(Beginning of Materials provided)
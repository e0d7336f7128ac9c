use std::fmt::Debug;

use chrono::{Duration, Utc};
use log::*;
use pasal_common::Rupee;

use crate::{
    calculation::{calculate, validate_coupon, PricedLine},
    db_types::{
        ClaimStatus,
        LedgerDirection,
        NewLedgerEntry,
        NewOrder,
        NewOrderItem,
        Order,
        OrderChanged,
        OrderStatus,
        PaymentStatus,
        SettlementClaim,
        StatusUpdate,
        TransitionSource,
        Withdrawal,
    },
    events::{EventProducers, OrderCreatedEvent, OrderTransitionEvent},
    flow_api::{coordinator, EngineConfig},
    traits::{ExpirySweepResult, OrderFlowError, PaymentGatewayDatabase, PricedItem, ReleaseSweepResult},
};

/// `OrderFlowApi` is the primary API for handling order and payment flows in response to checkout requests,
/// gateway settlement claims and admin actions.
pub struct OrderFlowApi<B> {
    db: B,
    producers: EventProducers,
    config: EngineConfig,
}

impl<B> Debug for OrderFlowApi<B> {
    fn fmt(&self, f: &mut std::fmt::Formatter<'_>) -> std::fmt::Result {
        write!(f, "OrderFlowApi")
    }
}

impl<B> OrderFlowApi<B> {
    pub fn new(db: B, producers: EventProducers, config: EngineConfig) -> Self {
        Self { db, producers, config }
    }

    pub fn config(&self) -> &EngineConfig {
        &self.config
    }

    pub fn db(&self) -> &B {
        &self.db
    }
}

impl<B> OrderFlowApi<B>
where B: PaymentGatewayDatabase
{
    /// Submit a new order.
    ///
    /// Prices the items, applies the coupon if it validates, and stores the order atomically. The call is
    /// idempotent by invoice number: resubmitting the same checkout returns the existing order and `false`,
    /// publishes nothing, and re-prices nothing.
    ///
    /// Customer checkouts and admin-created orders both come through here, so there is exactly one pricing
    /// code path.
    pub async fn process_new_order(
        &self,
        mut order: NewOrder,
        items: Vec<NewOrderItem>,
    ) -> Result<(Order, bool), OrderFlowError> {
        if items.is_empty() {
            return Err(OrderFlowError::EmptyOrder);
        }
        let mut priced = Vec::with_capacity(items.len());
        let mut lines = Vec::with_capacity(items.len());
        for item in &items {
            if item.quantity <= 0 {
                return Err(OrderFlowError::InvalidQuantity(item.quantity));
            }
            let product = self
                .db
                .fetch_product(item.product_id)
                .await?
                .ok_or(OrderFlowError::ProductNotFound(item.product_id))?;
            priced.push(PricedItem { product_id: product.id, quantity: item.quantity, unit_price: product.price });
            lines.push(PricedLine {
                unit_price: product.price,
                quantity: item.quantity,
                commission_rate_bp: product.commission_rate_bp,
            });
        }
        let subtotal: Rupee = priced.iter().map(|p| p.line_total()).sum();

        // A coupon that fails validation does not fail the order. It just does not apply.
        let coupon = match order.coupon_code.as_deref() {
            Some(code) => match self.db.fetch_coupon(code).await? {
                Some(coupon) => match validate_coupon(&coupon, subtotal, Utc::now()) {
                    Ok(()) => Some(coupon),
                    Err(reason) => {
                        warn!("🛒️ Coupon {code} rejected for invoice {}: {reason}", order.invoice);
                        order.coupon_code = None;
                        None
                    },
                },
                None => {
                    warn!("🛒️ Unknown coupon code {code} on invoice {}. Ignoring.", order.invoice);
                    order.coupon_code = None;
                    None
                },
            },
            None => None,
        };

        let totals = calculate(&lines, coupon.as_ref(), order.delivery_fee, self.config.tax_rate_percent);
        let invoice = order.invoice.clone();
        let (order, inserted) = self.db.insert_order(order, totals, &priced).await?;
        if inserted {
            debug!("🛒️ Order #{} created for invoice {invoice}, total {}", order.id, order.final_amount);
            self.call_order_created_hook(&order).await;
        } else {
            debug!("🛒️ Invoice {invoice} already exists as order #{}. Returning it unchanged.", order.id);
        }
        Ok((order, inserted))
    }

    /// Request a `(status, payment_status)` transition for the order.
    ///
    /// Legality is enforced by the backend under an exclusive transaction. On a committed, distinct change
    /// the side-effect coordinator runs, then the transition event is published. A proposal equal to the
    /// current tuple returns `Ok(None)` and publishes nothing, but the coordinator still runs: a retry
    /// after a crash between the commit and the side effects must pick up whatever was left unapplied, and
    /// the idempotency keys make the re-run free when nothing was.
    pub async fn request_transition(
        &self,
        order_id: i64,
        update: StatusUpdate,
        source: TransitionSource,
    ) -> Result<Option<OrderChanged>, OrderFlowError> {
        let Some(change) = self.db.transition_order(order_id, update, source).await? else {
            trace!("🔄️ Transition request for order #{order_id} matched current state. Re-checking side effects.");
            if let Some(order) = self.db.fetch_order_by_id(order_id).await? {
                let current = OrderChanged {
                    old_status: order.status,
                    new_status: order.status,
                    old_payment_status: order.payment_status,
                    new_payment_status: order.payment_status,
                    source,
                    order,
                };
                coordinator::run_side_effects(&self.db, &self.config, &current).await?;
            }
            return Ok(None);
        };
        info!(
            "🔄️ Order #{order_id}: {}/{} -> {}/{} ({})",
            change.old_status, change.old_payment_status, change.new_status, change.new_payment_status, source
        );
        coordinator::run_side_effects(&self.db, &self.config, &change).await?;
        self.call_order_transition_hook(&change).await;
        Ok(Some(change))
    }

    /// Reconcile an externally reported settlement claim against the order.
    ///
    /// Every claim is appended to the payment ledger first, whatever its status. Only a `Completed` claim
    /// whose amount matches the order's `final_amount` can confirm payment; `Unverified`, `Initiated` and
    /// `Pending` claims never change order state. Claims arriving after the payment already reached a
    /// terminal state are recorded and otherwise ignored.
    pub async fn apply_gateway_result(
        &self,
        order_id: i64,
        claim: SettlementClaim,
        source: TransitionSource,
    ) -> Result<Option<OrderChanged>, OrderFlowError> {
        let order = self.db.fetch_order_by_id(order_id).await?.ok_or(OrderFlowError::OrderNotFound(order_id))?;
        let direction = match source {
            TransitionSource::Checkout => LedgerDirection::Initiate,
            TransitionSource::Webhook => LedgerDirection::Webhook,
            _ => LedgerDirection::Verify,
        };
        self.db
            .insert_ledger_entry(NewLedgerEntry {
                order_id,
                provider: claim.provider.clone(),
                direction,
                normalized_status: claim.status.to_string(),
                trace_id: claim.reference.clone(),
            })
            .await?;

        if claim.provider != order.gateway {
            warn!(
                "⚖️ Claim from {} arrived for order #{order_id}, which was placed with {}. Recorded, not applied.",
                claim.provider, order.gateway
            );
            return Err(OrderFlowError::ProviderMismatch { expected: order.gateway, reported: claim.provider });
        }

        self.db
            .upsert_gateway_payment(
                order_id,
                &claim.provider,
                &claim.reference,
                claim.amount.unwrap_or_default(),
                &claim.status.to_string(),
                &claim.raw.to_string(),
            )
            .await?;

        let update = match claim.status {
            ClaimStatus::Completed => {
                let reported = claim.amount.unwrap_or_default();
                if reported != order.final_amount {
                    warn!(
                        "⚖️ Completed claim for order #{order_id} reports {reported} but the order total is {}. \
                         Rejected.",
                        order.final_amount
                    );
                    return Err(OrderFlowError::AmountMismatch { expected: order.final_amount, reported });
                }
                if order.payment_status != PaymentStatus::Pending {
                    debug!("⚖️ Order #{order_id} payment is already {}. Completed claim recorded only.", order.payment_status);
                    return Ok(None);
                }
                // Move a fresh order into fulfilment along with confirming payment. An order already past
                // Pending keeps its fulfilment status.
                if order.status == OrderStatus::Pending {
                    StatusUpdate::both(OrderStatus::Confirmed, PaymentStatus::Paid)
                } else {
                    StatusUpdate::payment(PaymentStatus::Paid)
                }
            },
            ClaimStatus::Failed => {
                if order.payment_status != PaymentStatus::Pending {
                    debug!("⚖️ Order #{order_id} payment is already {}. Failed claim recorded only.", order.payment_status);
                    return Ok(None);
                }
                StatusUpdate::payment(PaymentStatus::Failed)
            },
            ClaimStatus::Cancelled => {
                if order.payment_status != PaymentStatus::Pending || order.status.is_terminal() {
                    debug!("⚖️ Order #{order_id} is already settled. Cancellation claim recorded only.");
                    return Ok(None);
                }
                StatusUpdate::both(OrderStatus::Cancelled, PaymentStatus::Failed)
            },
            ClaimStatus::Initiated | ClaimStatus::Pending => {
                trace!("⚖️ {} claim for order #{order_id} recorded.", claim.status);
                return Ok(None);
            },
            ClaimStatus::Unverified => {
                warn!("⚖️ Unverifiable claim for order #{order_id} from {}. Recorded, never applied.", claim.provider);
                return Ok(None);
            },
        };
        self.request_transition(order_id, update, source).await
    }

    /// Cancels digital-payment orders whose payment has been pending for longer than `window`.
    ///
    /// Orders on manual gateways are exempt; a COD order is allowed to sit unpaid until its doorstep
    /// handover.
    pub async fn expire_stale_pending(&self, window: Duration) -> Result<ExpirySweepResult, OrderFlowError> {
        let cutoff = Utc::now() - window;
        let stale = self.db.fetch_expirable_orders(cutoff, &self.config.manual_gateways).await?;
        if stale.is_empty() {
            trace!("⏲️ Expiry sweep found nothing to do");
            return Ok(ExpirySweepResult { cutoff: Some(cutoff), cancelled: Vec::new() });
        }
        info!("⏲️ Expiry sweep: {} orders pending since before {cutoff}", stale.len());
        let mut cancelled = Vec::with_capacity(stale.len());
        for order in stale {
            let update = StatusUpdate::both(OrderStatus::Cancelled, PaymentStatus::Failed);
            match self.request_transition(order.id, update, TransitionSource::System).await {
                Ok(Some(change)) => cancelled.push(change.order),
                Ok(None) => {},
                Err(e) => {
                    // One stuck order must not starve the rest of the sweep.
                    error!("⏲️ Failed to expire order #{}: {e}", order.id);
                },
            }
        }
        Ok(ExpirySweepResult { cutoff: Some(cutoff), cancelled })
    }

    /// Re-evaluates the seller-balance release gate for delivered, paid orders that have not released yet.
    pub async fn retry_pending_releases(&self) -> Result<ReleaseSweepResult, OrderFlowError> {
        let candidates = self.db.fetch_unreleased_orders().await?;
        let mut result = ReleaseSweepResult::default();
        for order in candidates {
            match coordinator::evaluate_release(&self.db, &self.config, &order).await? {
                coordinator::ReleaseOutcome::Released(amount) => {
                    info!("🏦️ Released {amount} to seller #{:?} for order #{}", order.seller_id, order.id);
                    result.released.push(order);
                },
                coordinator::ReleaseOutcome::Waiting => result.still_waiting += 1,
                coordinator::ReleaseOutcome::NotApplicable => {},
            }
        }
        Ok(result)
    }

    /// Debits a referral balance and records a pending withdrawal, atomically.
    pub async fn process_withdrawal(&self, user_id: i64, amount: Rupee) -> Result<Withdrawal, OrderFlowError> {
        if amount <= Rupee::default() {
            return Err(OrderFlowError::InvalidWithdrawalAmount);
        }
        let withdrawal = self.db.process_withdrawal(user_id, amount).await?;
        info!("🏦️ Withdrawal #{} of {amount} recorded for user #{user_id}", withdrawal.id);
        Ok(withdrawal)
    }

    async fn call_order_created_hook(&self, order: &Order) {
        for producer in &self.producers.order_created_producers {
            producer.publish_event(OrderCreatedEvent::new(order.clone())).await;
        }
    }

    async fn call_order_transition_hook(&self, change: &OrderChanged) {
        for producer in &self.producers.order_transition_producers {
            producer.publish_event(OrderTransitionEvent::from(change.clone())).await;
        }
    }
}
(End of Materials provided)
#### What the exercise asks:
Collect every line above that contains the word "ReleaseSweepResult".

#### Exercise answer:
    traits::{ExpirySweepResult, OrderFlowError, PaymentGatewayDatabase, PricedItem, ReleaseSweepResult},
    pub async fn retry_pending_releases(&self) -> Result<ReleaseSweepResult, OrderFlowError> {
        let mut result = ReleaseSweepResult::default();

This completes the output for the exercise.